** WORK REQUIRED **
Which lines in the entries below contain the string "content"? Show each of them in full.

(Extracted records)

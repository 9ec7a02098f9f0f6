use std::path::{Path, PathBuf};

use crate::error::SchwabError;

use super::env::apply_env_overrides;
use super::types::Settings;

/// Find the settings file to load, if any.
///
/// Precedence:
/// 1. `--config` CLI flag
/// 2. `SCHWAB_CONNECT_CONFIG` env var
/// 3. `./config/schwab-connect.json` (project-level)
/// 4. `~/.schwab-connect/config.json` (home-level)
pub fn discover_config_file(cli_config: Option<&str>) -> Result<Option<PathBuf>, SchwabError> {
    // An explicit path must exist.
    if let Some(path) = cli_config {
        let p = PathBuf::from(path);
        if !p.exists() {
            return Err(SchwabError::ConfigError {
                path: p,
                detail: "File does not exist".into(),
            });
        }
        return Ok(Some(p));
    }

    if let Ok(env_path) = std::env::var("SCHWAB_CONNECT_CONFIG") {
        let p = PathBuf::from(&env_path);
        if p.exists() {
            return Ok(Some(p));
        }
        tracing::warn!("SCHWAB_CONNECT_CONFIG points at missing file {}", p.display());
    }

    let project_config = PathBuf::from("./config/schwab-connect.json");
    if project_config.exists() {
        return Ok(Some(project_config));
    }

    if let Some(home) = dirs::home_dir() {
        let home_config = home.join(".schwab-connect").join("config.json");
        if home_config.exists() {
            return Ok(Some(home_config));
        }
    }

    Ok(None)
}

/// Parse a single settings file.
pub fn load_settings_file(path: &Path) -> Result<Settings, SchwabError> {
    let content = std::fs::read_to_string(path).map_err(|e| SchwabError::ConfigError {
        path: path.to_path_buf(),
        detail: format!("Cannot read file: {}", e),
    })?;

    serde_json::from_str::<Settings>(&content).map_err(|e| SchwabError::ConfigError {
        path: path.to_path_buf(),
        detail: format!("Invalid JSON: {}", e),
    })
}

/// Load settings from the discovered file (or defaults), then apply env overrides.
pub fn load_settings(cli_config: Option<&str>) -> Result<Settings, SchwabError> {
    let mut settings = match discover_config_file(cli_config)? {
        Some(path) => {
            tracing::debug!("Loading settings from {}", path.display());
            load_settings_file(&path)?
        }
        None => Settings::default(),
    };
    apply_env_overrides(&mut settings)?;
    Ok(settings)
}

** TASK RESPONSE **
    let content = std::fs::read_to_string(path).map_err(|e| SchwabError::ConfigError {
    serde_json::from_str::<Settings>(&content).map_err(|e| SchwabError::ConfigError {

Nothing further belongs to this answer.